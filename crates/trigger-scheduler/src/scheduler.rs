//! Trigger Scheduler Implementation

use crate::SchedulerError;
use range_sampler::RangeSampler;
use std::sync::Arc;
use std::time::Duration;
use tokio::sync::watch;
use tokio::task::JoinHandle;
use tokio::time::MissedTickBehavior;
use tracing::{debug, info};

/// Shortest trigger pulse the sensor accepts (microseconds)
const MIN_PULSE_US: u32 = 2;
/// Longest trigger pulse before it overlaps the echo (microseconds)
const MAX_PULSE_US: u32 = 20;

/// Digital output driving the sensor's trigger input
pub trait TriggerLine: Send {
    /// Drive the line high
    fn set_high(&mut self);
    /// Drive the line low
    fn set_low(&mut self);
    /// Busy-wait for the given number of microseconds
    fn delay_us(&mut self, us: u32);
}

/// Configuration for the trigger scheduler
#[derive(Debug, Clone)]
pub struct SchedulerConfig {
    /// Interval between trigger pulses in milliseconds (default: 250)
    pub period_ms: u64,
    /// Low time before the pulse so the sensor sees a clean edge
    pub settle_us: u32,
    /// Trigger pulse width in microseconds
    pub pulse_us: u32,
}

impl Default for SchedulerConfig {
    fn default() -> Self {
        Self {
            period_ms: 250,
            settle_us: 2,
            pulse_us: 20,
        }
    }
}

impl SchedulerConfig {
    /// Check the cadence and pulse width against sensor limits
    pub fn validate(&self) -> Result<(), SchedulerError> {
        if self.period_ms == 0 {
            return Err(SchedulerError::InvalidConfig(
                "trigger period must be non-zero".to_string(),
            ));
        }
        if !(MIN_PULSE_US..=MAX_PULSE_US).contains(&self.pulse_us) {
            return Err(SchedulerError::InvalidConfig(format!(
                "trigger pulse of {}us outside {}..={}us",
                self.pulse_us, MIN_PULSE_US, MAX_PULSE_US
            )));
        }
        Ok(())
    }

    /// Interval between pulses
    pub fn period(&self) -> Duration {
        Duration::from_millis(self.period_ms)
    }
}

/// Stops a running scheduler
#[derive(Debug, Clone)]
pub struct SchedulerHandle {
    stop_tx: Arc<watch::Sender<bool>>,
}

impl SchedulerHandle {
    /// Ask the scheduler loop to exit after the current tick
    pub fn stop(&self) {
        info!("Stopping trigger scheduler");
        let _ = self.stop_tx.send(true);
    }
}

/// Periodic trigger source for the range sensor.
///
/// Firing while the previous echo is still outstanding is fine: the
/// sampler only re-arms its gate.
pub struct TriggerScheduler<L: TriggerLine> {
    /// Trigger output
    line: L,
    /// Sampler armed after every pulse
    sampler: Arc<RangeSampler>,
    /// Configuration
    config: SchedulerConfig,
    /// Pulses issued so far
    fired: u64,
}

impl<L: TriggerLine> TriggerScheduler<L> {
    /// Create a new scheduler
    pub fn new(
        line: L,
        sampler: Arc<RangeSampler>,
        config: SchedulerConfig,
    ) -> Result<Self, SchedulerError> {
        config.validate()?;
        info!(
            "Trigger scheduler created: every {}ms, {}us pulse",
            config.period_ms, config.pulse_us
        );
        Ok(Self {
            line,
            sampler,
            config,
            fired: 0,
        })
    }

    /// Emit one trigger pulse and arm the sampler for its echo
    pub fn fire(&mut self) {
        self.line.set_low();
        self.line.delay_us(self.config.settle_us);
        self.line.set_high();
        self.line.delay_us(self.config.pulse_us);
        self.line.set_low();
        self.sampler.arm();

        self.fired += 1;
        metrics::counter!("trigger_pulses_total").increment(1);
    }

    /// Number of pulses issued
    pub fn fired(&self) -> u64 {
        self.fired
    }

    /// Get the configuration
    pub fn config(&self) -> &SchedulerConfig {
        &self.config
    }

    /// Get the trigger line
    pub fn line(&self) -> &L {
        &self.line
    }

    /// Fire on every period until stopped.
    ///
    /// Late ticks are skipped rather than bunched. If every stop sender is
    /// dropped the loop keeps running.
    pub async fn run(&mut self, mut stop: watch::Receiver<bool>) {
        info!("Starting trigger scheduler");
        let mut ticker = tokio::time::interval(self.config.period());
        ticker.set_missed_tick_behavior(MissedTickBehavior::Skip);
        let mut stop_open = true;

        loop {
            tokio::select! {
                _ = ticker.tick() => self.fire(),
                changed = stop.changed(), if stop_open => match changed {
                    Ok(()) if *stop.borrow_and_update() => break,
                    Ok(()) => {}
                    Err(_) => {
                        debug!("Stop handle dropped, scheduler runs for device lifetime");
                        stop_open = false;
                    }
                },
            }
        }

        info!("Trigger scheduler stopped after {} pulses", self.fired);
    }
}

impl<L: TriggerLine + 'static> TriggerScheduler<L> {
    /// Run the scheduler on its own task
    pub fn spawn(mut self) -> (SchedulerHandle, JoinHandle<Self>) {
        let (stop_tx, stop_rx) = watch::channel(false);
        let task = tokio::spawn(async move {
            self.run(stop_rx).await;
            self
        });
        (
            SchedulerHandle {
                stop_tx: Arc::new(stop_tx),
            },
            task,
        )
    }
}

* INSTRUCTIONS TO FOLLOW
For each line above that includes "task", make a copy.

* OUTPUT FOR THIS EXERCISE
use tokio::task::JoinHandle;
    /// Run the scheduler on its own task
        let task = tokio::spawn(async move {
            task,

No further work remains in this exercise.